I have never asked for help in my life. I have 3 beautiful children, a hardworking husband, house and pets. We have had the normal heartache over our many years together but have also tried our best for our family and friends.
My husband is a self employed builder we have spent 15years building up the business. About 5 years ago We got dumped on by the then business partner that left us £10,000 in debt. My daughter got seriously ill and almost didn’t survive, she was in hospital for a month, obviously this had a knock on effect to the business. We struggled on and clawed ourselves back on track. About 2 years ago things started to go wrong, Labourer’s not doing the required work, leaving early without our knowledge, not up to scratch work. We then had to go back and redo the work, costing us More money and time off other jobs.
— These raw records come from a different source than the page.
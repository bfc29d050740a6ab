use std::{
    io::{self, Write},
    time::Instant,
};

use colored::Colorize;

use crate::{
    backend::opcodes::{Ins, Program},
    error,
    frontend::{lexer::Lexer, parser::Parser},
    utils,
    vm::{CollectStats, Vm, VmConfig},
};

/// Builds `((1,2),(3,4))` plus two loose scalars, every object rooted, then
/// collects once.
pub const DEMO: &str = "\
int 1
int 2
pair
int 3
int 4
pair
pair
int 5
int 7
gc
";

pub struct Interpreter {
    vm: Vm,
    sources: utils::io::SourceManager,
    verbose: bool,
    debug: bool,
}

impl Interpreter {
    pub fn new(config: VmConfig, verbose: bool, debug: bool) -> Self {
        Self {
            vm: Vm::new(config),
            sources: utils::io::SourceManager::new(),
            verbose,
            debug,
        }
    }

    pub fn vm(&self) -> &Vm {
        &self.vm
    }

    pub fn vm_mut(&mut self) -> &mut Vm {
        &mut self.vm
    }

    pub fn sources(&self) -> &utils::io::SourceManager {
        &self.sources
    }

    fn run(&mut self, source_id: u32) -> Result<(), error::Error> {
        let mut start = Instant::now();

        let program = match self.sources.get_source(source_id) {
            Some(src) => Parser::new(&mut Lexer::new(src)).parse()?,
            None => unreachable!("source {} was loaded before running", source_id),
        };
        if self.verbose {
            println!(
                "[{}] Parsing took: {} microseconds, {} instructions",
                "verbose".purple(),
                start.elapsed().as_micros(),
                program.len()
            );
        }

        if self.debug {
            print!("[{}]\n{}", "debug".red(), program);
        }

        start = Instant::now();
        let result = self.execute(&program);
        if self.verbose {
            println!(
                "[{}] Execution took: {} microseconds, {} objects live, {} roots",
                "verbose".purple(),
                start.elapsed().as_micros(),
                self.vm.heap().count(),
                self.vm.stack().len()
            );
        }

        result
    }

    fn execute(&mut self, program: &Program) -> Result<(), error::Error> {
        for (addr, ins) in program.ins().iter().enumerate() {
            self.step(*ins)
                .map_err(|e| e.with_pos(program.get_pos(addr)))?;
        }
        Ok(())
    }

    fn step(&mut self, ins: Ins) -> Result<(), error::Error> {
        log::trace!("exec {:?}", ins);

        match ins {
            Ins::Int(v) => self.vm.push_int(v).map(drop),
            Ins::Pair => self.vm.push_pair().map(drop),
            Ins::Pop => self.vm.pop().map(drop),
            Ins::Dup => self.vm.dup().map(drop),
            Ins::SetFirst => self.vm.set_first(),
            Ins::SetSecond => self.vm.set_second(),
            Ins::Clear => {
                self.vm.clear_roots();
                Ok(())
            }
            Ins::Gc => {
                self.vm.collect();
                Ok(())
            }
            Ins::Print => self
                .vm
                .peek()
                .and_then(|top| self.vm.render(top))
                .map(|text| println!("{}", text)),
            Ins::Dump => {
                self.vm.heap().dump();
                Ok(())
            }
        }
    }

    pub fn execute_from_file(&mut self, file_path: &str) -> Result<(), error::Error> {
        self.sources
            .load_source_file(file_path)
            .map(|src| src.id())
            .and_then(|src_id| self.run(src_id))
    }

    pub fn execute_from_string(&mut self, source: &str) -> Result<(), error::Error> {
        self.sources
            .load_source_string(source)
            .map(|src| src.id())
            .and_then(|src_id| self.run(src_id))
    }

    pub fn run_demo(&mut self) -> Result<(), error::Error> {
        self.execute_from_string(DEMO)
    }

    pub fn repl(&mut self) {
        println!(
            "Welcome to the gcvm REPL. Enter instructions (int <n>, pair, pop, dup, setfst, \
             setsnd, clear, gc, print, dump) separated by ';' or newlines. Type 'exit' to \
             leave."
        );

        let mut input = String::new();
        loop {
            print!(">> ");
            let _ = io::stdout().flush();

            input.clear();
            match io::stdin().read_line(&mut input) {
                Ok(0) => break,
                Ok(_) => {}
                Err(e) => {
                    eprintln!("Failed to read from standard input: {}", e);
                    break;
                }
            }

            match input.trim() {
                "exit" => {
                    println!("Closing REPL session. Goodbye :)");
                    break;
                }
                line => {
                    if let Err(e) = self.execute_from_string(line) {
                        e.dump_error(&self.sources)
                    }
                }
            }
        }
    }

    pub fn shutdown(self) -> CollectStats {
        self.vm.shutdown()
    }
}
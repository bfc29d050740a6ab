use core::fmt;
use std::collections::HashSet;

use colored::Colorize;

use crate::error::Error;

use super::value::{HeapObject, ObjRef, Object};

#[derive(Debug)]
enum Slot {
    Live {
        generation: u32,
        obj: HeapObject,
    },
    Free {
        generation: u32,
        next: Option<usize>,
    },
}

/// A location holding a link of the intrusive object list: either the heap
/// head or the `next` field of a live object.
#[derive(Clone, Copy)]
enum Link {
    Head,
    After(ObjRef),
}

/// Pending rendering work, processed from a stack so deep chains do not
/// recurse.
enum Render {
    Object(ObjRef),
    Text(&'static str),
    Leave(ObjRef),
}

#[derive(Debug, Clone, Copy, PartialEq, Eq)]
pub struct CollectStats {
    pub before: usize,
    pub collected: usize,
    pub remaining: usize,
    pub threshold: usize,
}

impl fmt::Display for CollectStats {
    fn fmt(&self, f: &mut fmt::Formatter<'_>) -> fmt::Result {
        write!(
            f,
            "Collected {} objects, {} remaining.",
            self.collected, self.remaining
        )
    }
}

pub trait Alloc<P> {
    fn access(&self, ptr: P) -> Option<&HeapObject>;

    fn access_mut(&mut self, ptr: P) -> Option<&mut HeapObject>;

    fn alloc(&mut self, value: Object) -> Result<P, Error>;
}

pub struct Heap {
    slots: Vec<Slot>,
    free: Option<usize>,
    head: Option<ObjRef>,
    count: usize,
    threshold: usize,
    min_threshold: usize,
}

impl Heap {
    pub fn new(threshold: usize) -> Self {
        Self {
            slots: vec![],
            free: None,
            head: None,
            count: 0,
            threshold,
            min_threshold: 0,
        }
    }

    pub fn with_min_threshold(self, min_threshold: usize) -> Self {
        Self {
            min_threshold,
            threshold: self.threshold.max(min_threshold),
            ..self
        }
    }

    pub fn count(&self) -> usize {
        self.count
    }

    pub fn threshold(&self) -> usize {
        self.threshold
    }

    pub fn is_empty(&self) -> bool {
        self.head.is_none()
    }

    pub fn should_collect(&self) -> bool {
        self.count >= self.threshold
    }

    pub fn contains(&self, ptr: ObjRef) -> bool {
        self.access(ptr).is_some()
    }

    pub fn is_marked(&self, ptr: ObjRef) -> Option<bool> {
        self.access(ptr).map(HeapObject::marked)
    }

    /// Walks the intrusive list from the head, newest object first.
    pub fn iter(&self) -> impl Iterator<Item = (ObjRef, &HeapObject)> + '_ {
        std::iter::successors(self.head.map(|p| (p, self.live(p))), move |(_, obj)| {
            obj.next.map(|p| (p, self.live(p)))
        })
    }

    fn checked(&self, ptr: ObjRef) -> Result<&HeapObject, Error> {
        self.access(ptr)
            .ok_or_else(|| Error::dangling_reference(ptr))
    }

    fn checked_mut(&mut self, ptr: ObjRef) -> Result<&mut HeapObject, Error> {
        self.access_mut(ptr)
            .ok_or_else(|| Error::dangling_reference(ptr))
    }

    // Only for references the heap itself keeps live: list links and the
    // members of live cells.
    fn live(&self, ptr: ObjRef) -> &HeapObject {
        match self.access(ptr) {
            Some(obj) => obj,
            None => unreachable!("internal reference {} points at a free slot", ptr),
        }
    }

    fn live_mut(&mut self, ptr: ObjRef) -> &mut HeapObject {
        match self.access_mut(ptr) {
            Some(obj) => obj,
            None => unreachable!("internal reference {} points at a free slot", ptr),
        }
    }

    fn link_mut(&mut self, link: Link) -> &mut Option<ObjRef> {
        match link {
            Link::Head => &mut self.head,
            Link::After(ptr) => &mut self.live_mut(ptr).next,
        }
    }

    fn claim_slot(&mut self, obj: HeapObject) -> Result<ObjRef, Error> {
        let (index, generation) = match self.free {
            Some(index) => {
                let (generation, next) = match self.slots[index] {
                    Slot::Free { generation, next } => (generation, next),
                    Slot::Live { .. } => unreachable!("free list points at a live slot"),
                };
                self.free = next;
                self.slots[index] = Slot::Live { generation, obj };
                (index, generation)
            }
            None => {
                let index = self.slots.len();
                if u32::try_from(index).is_err() {
                    return Error::allocation_failure(self.count).err();
                }

                if self.slots.len() == self.slots.capacity() {
                    let additional = self.slots.len().max(8);
                    self.slots
                        .try_reserve(additional)
                        .map_err(|_| Error::allocation_failure(self.count))?;
                    log::debug!("heap grew to {} slots", self.slots.capacity());
                }

                self.slots.push(Slot::Live { generation: 0, obj });
                (index, 0)
            }
        };

        Ok(ObjRef::new(index as u32, generation))
    }

    fn release(&mut self, ptr: ObjRef) {
        log::trace!("reclaiming {}", ptr);
        self.slots[ptr.index()] = Slot::Free {
            generation: ptr.generation().wrapping_add(1),
            next: self.free,
        };
        self.free = Some(ptr.index());
        self.count -= 1;
    }

    pub fn set_first(&mut self, cell: ObjRef, target: ObjRef) -> Result<(), Error> {
        self.checked(target)?;
        match &mut self.checked_mut(cell)?.value {
            Object::Cell(first, _) => {
                *first = target;
                Ok(())
            }
            other => Error::not_a_cell(cell, other.type_name()).err(),
        }
    }

    pub fn set_second(&mut self, cell: ObjRef, target: ObjRef) -> Result<(), Error> {
        self.checked(target)?;
        match &mut self.checked_mut(cell)?.value {
            Object::Cell(_, second) => {
                *second = target;
                Ok(())
            }
            other => Error::not_a_cell(cell, other.type_name()).err(),
        }
    }

    pub fn mark(&mut self, ptr: ObjRef) -> Result<(), Error> {
        self.mark_from_roots(std::slice::from_ref(&ptr))
    }

    /// Marks everything reachable from `roots`. Every root is checked before
    /// any bit is set, so a dangling root leaves the heap untouched.
    pub fn mark_from_roots(&mut self, roots: &[ObjRef]) -> Result<(), Error> {
        for &root in roots {
            self.checked(root)?;
        }

        let mut worklist = roots.to_vec();
        while let Some(ptr) = worklist.pop() {
            let obj = self.live_mut(ptr);
            // Already visited: terminates cycles and shared references
            if obj.marked {
                continue;
            }

            obj.marked = true;
            worklist.extend(obj.value.children());
        }

        Ok(())
    }

    pub fn sweep(&mut self) -> usize {
        let mut cursor = Link::Head;
        let mut freed = 0;

        while let Some(ptr) = *self.link_mut(cursor) {
            let obj = self.live_mut(ptr);
            if obj.marked {
                obj.marked = false;
                cursor = Link::After(ptr);
                continue;
            }

            let next = obj.next;
            *self.link_mut(cursor) = next;
            self.release(ptr);
            freed += 1;
        }

        freed
    }

    pub fn collect(&mut self, roots: &[ObjRef]) -> Result<CollectStats, Error> {
        let before = self.count;

        self.mark_from_roots(roots)?;
        let collected = self.sweep();

        self.threshold = (self.count * 2).max(self.min_threshold);
        log::debug!(
            "gc cycle: {} roots, {} -> {} objects, next collection at {}",
            roots.len(),
            before,
            self.count,
            self.threshold
        );

        Ok(CollectStats {
            before,
            collected,
            remaining: self.count,
            threshold: self.threshold,
        })
    }

    /// Renders an object as a decimal or a `(first,second)` tree. A back edge
    /// into a cell that is still being rendered prints as `...`.
    pub fn to_string(&self, ptr: ObjRef) -> Result<String, Error> {
        self.checked(ptr)?;

        let mut out = String::new();
        let mut path = HashSet::new();
        let mut pending = vec![Render::Object(ptr)];

        while let Some(item) = pending.pop() {
            match item {
                Render::Text(text) => out.push_str(text),
                Render::Leave(cell) => {
                    path.remove(&cell);
                }
                Render::Object(ptr) => match self.live(ptr).value {
                    Object::Scalar(v) => out.push_str(&v.to_string()),
                    Object::Cell(_, _) if path.contains(&ptr) => out.push_str("..."),
                    Object::Cell(first, second) => {
                        path.insert(ptr);
                        out.push('(');
                        pending.extend([
                            Render::Leave(ptr),
                            Render::Text(")"),
                            Render::Object(second),
                            Render::Text(","),
                            Render::Object(first),
                        ]);
                    }
                },
            }
        }

        Ok(out)
    }

    pub fn dump(&self) {
        println!(
            "{} count = {} threshold = {} slots = {}",
            "Heap Dump".cyan(),
            self.count,
            self.threshold,
            self.slots.len()
        );
        for (ptr, obj) in self.iter() {
            let value = match obj.value {
                Object::Scalar(v) => format!("{}", v),
                Object::Cell(first, second) => format!("({}, {})", first, second),
            };
            println!(
                "H({}) = {} {}",
                ptr,
                obj.value.type_name().green(),
                value
            );
        }
    }
}

impl Alloc<ObjRef> for Heap {
    fn alloc(&mut self, value: Object) -> Result<ObjRef, Error> {
        let ptr = self.claim_slot(HeapObject::new(value, self.head))?;
        self.head = Some(ptr);
        self.count += 1;
        Ok(ptr)
    }

    fn access(&self, ptr: ObjRef) -> Option<&HeapObject> {
        match self.slots.get(ptr.index()) {
            Some(Slot::Live { generation, obj }) if *generation == ptr.generation() => Some(obj),
            _ => None,
        }
    }

    fn access_mut(&mut self, ptr: ObjRef) -> Option<&mut HeapObject> {
        match self.slots.get_mut(ptr.index()) {
            Some(Slot::Live { generation, obj }) if *generation == ptr.generation() => Some(obj),
            _ => None,
        }
    }
}
use crate::error::Error;

use super::{
    config::VmConfig,
    heap::{Alloc, CollectStats, Heap},
    stack::Stack,
    value::{ObjRef, Object},
};

/// A stack machine owning one collected heap. The operand stack is the only
/// root set: anything not reachable from it is reclaimed at the next cycle.
pub struct Vm {
    heap: Heap,
    stack: Stack,
    config: VmConfig,
    torn_down: bool,
}

impl Vm {
    pub fn new(config: VmConfig) -> Self {
        Self {
            heap: Heap::new(config.initial_threshold).with_min_threshold(config.min_threshold),
            stack: Stack::new(config.stack_max),
            config,
            torn_down: false,
        }
    }

    pub fn heap(&self) -> &Heap {
        &self.heap
    }

    pub fn stack(&self) -> &Stack {
        &self.stack
    }

    pub fn config(&self) -> &VmConfig {
        &self.config
    }

    /// Allocates a new unmarked object, running a full collection first when
    /// the live count has reached the threshold.
    pub fn allocate(&mut self, value: Object) -> Result<ObjRef, Error> {
        if self.heap.should_collect() {
            self.collect();
        }

        self.heap.alloc(value)
    }

    /// Roots a handle the caller already holds. A handle whose object was
    /// reclaimed is refused, so every root on the stack stays live.
    pub fn push(&mut self, ptr: ObjRef) -> Result<(), Error> {
        if !self.heap.contains(ptr) {
            return Error::dangling_reference(ptr).err();
        }

        self.stack.push(ptr)
    }

    pub fn pop(&mut self) -> Result<ObjRef, Error> {
        self.stack.pop()
    }

    pub fn peek(&self) -> Result<ObjRef, Error> {
        self.stack.peek(0)
    }

    pub fn clear_roots(&mut self) {
        self.stack.clear();
    }

    pub fn push_int(&mut self, value: i32) -> Result<ObjRef, Error> {
        if self.stack.len() >= self.stack.capacity() {
            return Error::stack_overflow(self.stack.capacity()).err();
        }

        let ptr = self.allocate(Object::Scalar(value))?;
        self.stack.push(ptr)?;
        Ok(ptr)
    }

    /// Pops two roots and pushes a cell referencing them. The operands stay on
    /// the stack until the cell exists, so a collection triggered by the
    /// allocation cannot reclaim them.
    pub fn push_pair(&mut self) -> Result<ObjRef, Error> {
        let second = self.stack.peek(0)?;
        let first = self.stack.peek(1)?;

        let cell = self.allocate(Object::Cell(first, second))?;
        self.stack.pop()?;
        self.stack.pop()?;
        self.stack.push(cell)?;
        Ok(cell)
    }

    pub fn dup(&mut self) -> Result<ObjRef, Error> {
        let top = self.stack.peek(0)?;
        self.stack.push(top)?;
        Ok(top)
    }

    /// Pops a value and stores it as the first member of the cell below it.
    pub fn set_first(&mut self) -> Result<(), Error> {
        let value = self.stack.peek(0)?;
        let cell = self.stack.peek(1)?;
        self.heap.set_first(cell, value)?;
        self.stack.pop().map(drop)
    }

    /// Pops a value and stores it as the second member of the cell below it.
    pub fn set_second(&mut self) -> Result<(), Error> {
        let value = self.stack.peek(0)?;
        let cell = self.stack.peek(1)?;
        self.heap.set_second(cell, value)?;
        self.stack.pop().map(drop)
    }

    pub fn collect(&mut self) -> CollectStats {
        let stats = match self.heap.collect(self.stack.roots()) {
            Ok(stats) => stats,
            Err(e) => unreachable!("stack holds a reclaimed root: {}", e),
        };
        if self.config.report_collections {
            eprintln!("{}", stats);
        }

        stats
    }

    pub fn render(&self, ptr: ObjRef) -> Result<String, Error> {
        self.heap.to_string(ptr)
    }

    pub fn print_object(&self, ptr: ObjRef) -> Result<(), Error> {
        print!("{}", self.render(ptr)?);
        Ok(())
    }

    pub fn shutdown(mut self) -> CollectStats {
        self.teardown()
    }

    fn teardown(&mut self) -> CollectStats {
        self.torn_down = true;
        self.stack.clear();
        let stats = self.collect();
        log::info!("vm torn down, {} objects released", stats.collected);
        stats
    }
}

impl Default for Vm {
    fn default() -> Self {
        Self::new(VmConfig::default())
    }
}

impl Drop for Vm {
    fn drop(&mut self) {
        if !self.torn_down {
            self.teardown();
        }
    }
}
pub mod lexer;
pub mod parser;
I’ve had a breakdown and tried so hard to keep everything together for my family, but everything is in a downward spiral. No money coming in, bills not being paid. My husband working all the hours 7 days a week and any money we get goes on paying company debts off as the bailiffs became involved.
I had have my parents bringing food around as some weeks I couldn’t even do this. My husband wanted to end his life earlier in the year and this is constantly on my mind that he is going to.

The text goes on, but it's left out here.